If you had asked me, as a child, what my life would look like at 40, I would have had absolutely no clue. That was too far away for me to visualize.
If you had asked me at 20, I would have been 100% sure that I would be married with children and a solid career.
If you had asked me at 30, I would have been pretty sure that I would be married with children and maybe consulting or something with a lot of travel.
If you had asked me at 35 where I would be at 40, I would have been hoping that I would be married, with maybe one child and perhaps running my own business.
If you had asked me 2 years ago, I would have guessed that I’d perhaps be heading to marriage and travelling the world.
A year ago, I thought I’d be living with my boyfriend in a great house and in an amazing job.
6 months ago, I imagined that I’d have moved from my apartment and be owning a dog. Lol!
All of that is simply to say that we really never know what our life will look like.
It doesn’t mean don’t make plans, but you can’t get so fixated on what you think your life should look like. It is ok to have a dream and to set goals to work towards, but life changes and you need to be able to change with it.
A couple days ago, I turned 40. And the simple truth of my life is that it looks nothing like what I thought it would. And that’s ok.
I’m not married and it doesn’t look like that is in the near future. I have no kids and I’m starting to wonder which path will be mine… will I remain childless or be one of those first-time mothers in her late 40s? I have a job on an interesting project but I am trying to figure out what I want to do next with my life.
Life is an interesting journey and that’s about the only thing I can say for sure.
Every year I learn a whole bunch of new things. Some I go after for myself and some things are just thrust upon me.
A practice I have followed for several years is to set a theme for my year. I usually start this process around my birthday so that by the time the new year begins I have it figured out. I don’t like resolutions so much, but with an overarching theme for my life I can create goals and general movement in different areas of my life that fit with my theme.
Last year, I chose Back to Basics. I’m only now realizing that I never documented it here on my blog. The big plan was to return to strategies that had worked for me in the past including journalling for my mental health, using paper planners, whiteboard todo lists, Primal Blueprint eating habits, regular yoga etc. It was about clearing out the clutter of complexity and returning to the simple things I have been able to successfully implement previously.
I had limited success with it, more because I lost focus on myself because of stuff in my personal and work life.
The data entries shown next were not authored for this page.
use anyhow::{Context, Result};
use clap::{Parser, Subcommand};
use std::path::PathBuf;
use tracing_subscriber::{fmt, prelude::*, EnvFilter};

mod commands;

/// Drive the cactus inference engine from the command line.
///
/// Loads the engine and utility libraries the same way an embedding host
/// does, so it doubles as a smoke test for a build of the native libraries.
///
/// EXAMPLES:
///     cactus complete --model qwen.gguf --prompt "Hello"
///     cactus complete --model qwen.gguf --prompt "Hello" --stream
///     cactus device-id
///     cactus register <encrypted-payload>
///
/// ENVIRONMENT VARIABLES:
///     CACTUS_LIBRARY        Engine library name or path
///     CACTUS_UTIL_LIBRARY   Utility library name or path
///     CACTUS_CONTEXT_SIZE   Model context size in tokens
///     CACTUS_BUFFER_SIZE    Response buffer capacity in bytes
///     CACTUS_DATA_DIR       Data directory for device identity
///     RUST_LOG              Log filter (overrides -v)
#[derive(Parser)]
#[command(name = "cactus")]
#[command(version)]
#[command(propagate_version = true)]
struct Cli {
    /// Increase log verbosity (-v info, -vv debug, -vvv trace)
    #[arg(short, long, action = clap::ArgAction::Count, global = true)]
    verbose: u8,

    /// Configuration file to use instead of searching for cactus.toml
    #[arg(long, global = true, env = "CACTUS_CONFIG")]
    config: Option<PathBuf>,

    #[command(subcommand)]
    command: Commands,
}

#[derive(Subcommand)]
enum Commands {
    /// Run one completion
    ///
    /// Creates a model, runs the conversation through it and prints the
    /// response. Options default to the [completion] section of the
    /// configuration.
    ///
    /// EXAMPLES:
    ///     cactus complete --model m.gguf --prompt "Hi"
    ///     cactus complete --model m.gguf --messages '[{"role":"user","content":"Hi"}]'
    ///     cactus complete --model m.gguf --prompt "Hi" --stream --raw
    #[command(visible_alias = "c")]
    Complete {
        /// Path to the model file
        #[arg(long, short = 'm')]
        model: String,
        /// Single user message
        #[arg(long, short = 'p', conflicts_with = "messages", required_unless_present = "messages")]
        prompt: Option<String>,
        /// Full conversation as a JSON array of {role, content}
        #[arg(long)]
        messages: Option<String>,
        /// Sampling options as JSON, passed to the engine verbatim
        #[arg(long)]
        options: Option<String>,
        /// Tool definitions as JSON, passed to the engine verbatim
        #[arg(long)]
        tools: Option<String>,
        /// Response buffer capacity in bytes
        #[arg(long)]
        buffer_size: Option<usize>,
        /// Model context size in tokens
        #[arg(long)]
        context_size: Option<u32>,
        /// Print tokens as they are generated
        #[arg(long, short = 's')]
        stream: bool,
        /// Print the raw response buffer instead of the parsed response
        #[arg(long)]
        raw: bool,
    },

    /// Print this device's id
    DeviceId,

    /// Register this app with an encrypted payload
    Register {
        /// Encrypted registration payload
        payload: String,
    },
}

fn main() -> Result<()> {
    let cli = Cli::parse();

    let filter = match cli.verbose {
        0 => "warn",
        1 => "info",
        2 => "debug",
        _ => "trace",
    };

    // stdout carries responses and streamed tokens
    tracing_subscriber::registry()
        .with(fmt::layer().with_writer(std::io::stderr))
        .with(EnvFilter::try_from_default_env().unwrap_or_else(|_| EnvFilter::new(filter)))
        .init();

    let mut loader = cactus_config::ConfigLoader::new();
    let config = match &cli.config {
        Some(path) => loader
            .load_from_file(path)
            .with_context(|| format!("Failed to load configuration from {}", path.display()))?,
        None => loader
            .load_from_directory(&std::env::current_dir()?)
            .context("Failed to load configuration")?,
    };

    match cli.command {
        Commands::Complete {
            model,
            prompt,
            messages,
            options,
            tools,
            buffer_size,
            context_size,
            stream,
            raw,
        } => {
            let args = commands::complete::CompleteArgs {
                model,
                prompt,
                messages,
                options,
                tools,
                buffer_size,
                context_size,
                stream,
                raw,
            };
            commands::complete::run(args, &config)?;
        }
        Commands::DeviceId => {
            commands::device::device_id(&config)?;
        }
        Commands::Register { payload } => {
            commands::device::register(&payload, &config)?;
        }
    }

    Ok(())
}
//! Raw C signatures of the native collaborators
//!
//! The engine (`libcactus`) and the device/licensing collaborator
//! (`libcactus_util`) are external. Only their call contracts live here.

use std::ffi::{c_char, c_int, c_void};

/// Opaque engine state, `cactus_model_t` on the C side.
pub type CactusModel = *mut c_void;

/// Per-token callback the engine invokes synchronously during generation.
///
/// ```c
/// typedef void (*cactus_token_callback)(const char* token, uint32_t token_id, void* user_data);
/// ```
///
/// `token` is only valid for the duration of the invocation.
pub type TokenCallbackFn =
    unsafe extern "C" fn(token: *const c_char, token_id: u32, user_data: *mut c_void);

/// ```c
/// cactus_model_t cactus_init(const char* model_path, size_t context_size);
/// ```
///
/// Returns null when the model cannot be loaded.
pub type CactusInitFn =
    unsafe extern "C" fn(model_path: *const c_char, context_size: usize) -> CactusModel;

/// ```c
/// int cactus_complete(
///     cactus_model_t model,
///     const char*    messages_json,
///     char*          response_buffer,
///     size_t         buffer_size,
///     const char*    options_json,   /* nullable */
///     const char*    tools_json,     /* nullable */
///     cactus_token_callback callback, /* nullable */
///     void*          user_data       /* nullable */
/// );
/// ```
///
/// A positive result is the length of the full response; zero or negative is
/// an engine failure code.
pub type CactusCompleteFn = unsafe extern "C" fn(
    model: CactusModel,
    messages_json: *const c_char,
    response_buffer: *mut c_char,
    buffer_size: usize,
    options_json: *const c_char,
    tools_json: *const c_char,
    callback: Option<TokenCallbackFn>,
    user_data: *mut c_void,
) -> c_int;

/// ```c
/// void cactus_destroy(cactus_model_t model);
/// ```
pub type CactusDestroyFn = unsafe extern "C" fn(model: CactusModel);

/// ```c
/// char* register_app(const char* encrypted_payload);
/// ```
pub type RegisterAppFn = unsafe extern "C" fn(encrypted_payload: *const c_char) -> *mut c_char;

/// ```c
/// char* get_device_id(void);
/// ```
pub type GetDeviceIdFn = unsafe extern "C" fn() -> *mut c_char;

/// ```c
/// void set_android_data_directory(const char* data_directory);
/// ```
pub type SetDataDirectoryFn = unsafe extern "C" fn(data_directory: *const c_char);

/// Releases a string previously returned by the utility collaborator.
pub type ReleaseStringFn = unsafe extern "C" fn(s: *mut c_char);

pub const SYM_INIT: &str = "cactus_init";
pub const SYM_COMPLETE: &str = "cactus_complete";
pub const SYM_DESTROY: &str = "cactus_destroy";
pub const SYM_REGISTER_APP: &str = "register_app";
pub const SYM_GET_DEVICE_ID: &str = "get_device_id";
pub const SYM_SET_DATA_DIRECTORY: &str = "set_android_data_directory";
//! Complete command - run one completion through the engine

use anyhow::{bail, Context, Result};
use cactus_bridge::payload::messages_json;
use cactus_bridge::{
    ChatMessage, ClosureEnv, CompletionOptions, CompletionRequest, CompletionResult,
    CompletionStatus, EngineApi, LibraryLoader, Model, ResponseBuffer, TokenCallback, TokenSink,
};
use cactus_config::Config;
use std::cell::RefCell;
use std::io::{self, Write};

/// Arguments for `cactus complete`; `None` falls back to configuration
pub struct CompleteArgs {
    pub model: String,
    pub prompt: Option<String>,
    pub messages: Option<String>,
    pub options: Option<String>,
    pub tools: Option<String>,
    pub buffer_size: Option<usize>,
    pub context_size: Option<u32>,
    pub stream: bool,
    pub raw: bool,
}

pub fn run(args: CompleteArgs, config: &Config) -> Result<()> {
    let messages = match (args.messages, args.prompt) {
        (Some(messages), _) => require_json("--messages", messages)?,
        (None, Some(prompt)) => messages_json(&[ChatMessage::user(prompt)])?,
        (None, None) => bail!("Either --prompt or --messages is required"),
    };
    let options = match args.options {
        Some(options) => require_json("--options", options)?,
        None => CompletionOptions::from_config(config).options_json()?,
    };
    let tools = args.tools.map(|t| require_json("--tools", t)).transpose()?;

    let buffer_size = args.buffer_size.unwrap_or_else(|| config.buffer_size());
    if buffer_size == 0 {
        bail!("--buffer-size must be greater than 0");
    }
    let context_size = args.context_size.unwrap_or_else(|| config.context_size()) as usize;

    let mut loader = LibraryLoader::with_search_paths(config.search_paths().iter().cloned());
    let api = EngineApi::load(&mut loader, config.engine_library()).with_context(|| {
        format!("Failed to load engine library '{}'", config.engine_library())
    })?;

    let mut model = Model::create(&api, &args.model, context_size)?;

    let mut request = CompletionRequest::new(&messages).with_options(&options);
    if let Some(tools) = tools.as_deref() {
        request = request.with_tools(tools);
    }

    let sink: &TokenSink<'_> = &RefCell::new(|text: &str, _token_id: u32| {
        let mut out = io::stdout().lock();
        // a closed stdout only loses the live view; the buffer still has the text
        let _ = out.write_all(text.as_bytes());
        let _ = out.flush();
    });
    let mut env = ClosureEnv::new();
    let callback = if args.stream {
        TokenCallback::bind(&mut env, Some(&sink))
    } else {
        TokenCallback::Absent
    };

    let mut region = vec![0u8; buffer_size];
    let mut buffer = ResponseBuffer::new(&mut region);
    let outcome = model.complete_streaming(&request, &mut buffer, callback)?;
    model.destroy();

    if args.stream {
        println!();
    }

    match outcome.status {
        CompletionStatus::Failed { code } => bail!("Engine failed with code {}", code),
        CompletionStatus::Truncated { written, required } => {
            eprintln!(
                "warning: response truncated to {} of {} bytes; raise --buffer-size",
                written, required
            );
        }
        CompletionStatus::Complete { .. } => {}
    }

    tracing::info!(
        received = outcome.events.received,
        faulted = outcome.events.faulted,
        "Completion finished"
    );

    let text = outcome.text.unwrap_or_default();
    if args.raw {
        println!("{}", text);
        return Ok(());
    }

    match CompletionResult::parse(&text) {
        Ok(result) => {
            if !args.stream {
                println!("{}", result.response);
            }
            tracing::info!(
                total_tokens = result.total_tokens,
                tokens_per_second = result.tokens_per_second,
                "Response parsed"
            );
            if !result.success {
                bail!("Engine reported an unsuccessful completion");
            }
        }
        Err(err) => {
            tracing::debug!(error = %err, "Response is not a JSON document; printing raw text");
            if !args.stream {
                println!("{}", text);
            }
        }
    }

    Ok(())
}

fn require_json(flag: &str, text: String) -> Result<String> {
    serde_json::from_str::<serde_json::Value>(&text)
        .with_context(|| format!("{} is not valid JSON", flag))?;
    Ok(text)
}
As I approach the end of what has been a kind of crazy year, I have done some reflection and come up with my theme for the year to come. Although all of my themes have focused on my own personal development, I intend to return to the core. I am declaring 2017 to be the Year of Me. It sounds selfish, but it’s really just about using the year to truly examine myself and what I want out of life.
I talked some about Fit and Fab Forty as my birthday approached. It was, on some level, a superficial focus on becoming a hotter version of my 20-year old self, but I am co-opting my own idea and making the Year of Me subtitled “Fit and Fab Forty.” The Fitness will be all-encompassing: fitness in all areas of my life (physical, mental, emotional, financial, professional etc.) The Fab will be fabulous fulfillment. The end goal will be to set myself up for a fantastic decade of my Forties.
I have some early thoughts on what the year might look like, but I want to solidify them some more before I post them here. For you reading this, I encourage you to think on your own life and the shape you want it to take. Make sure you are following your own path, not one set by society, friends or family. Find your way to happiness and live your own life.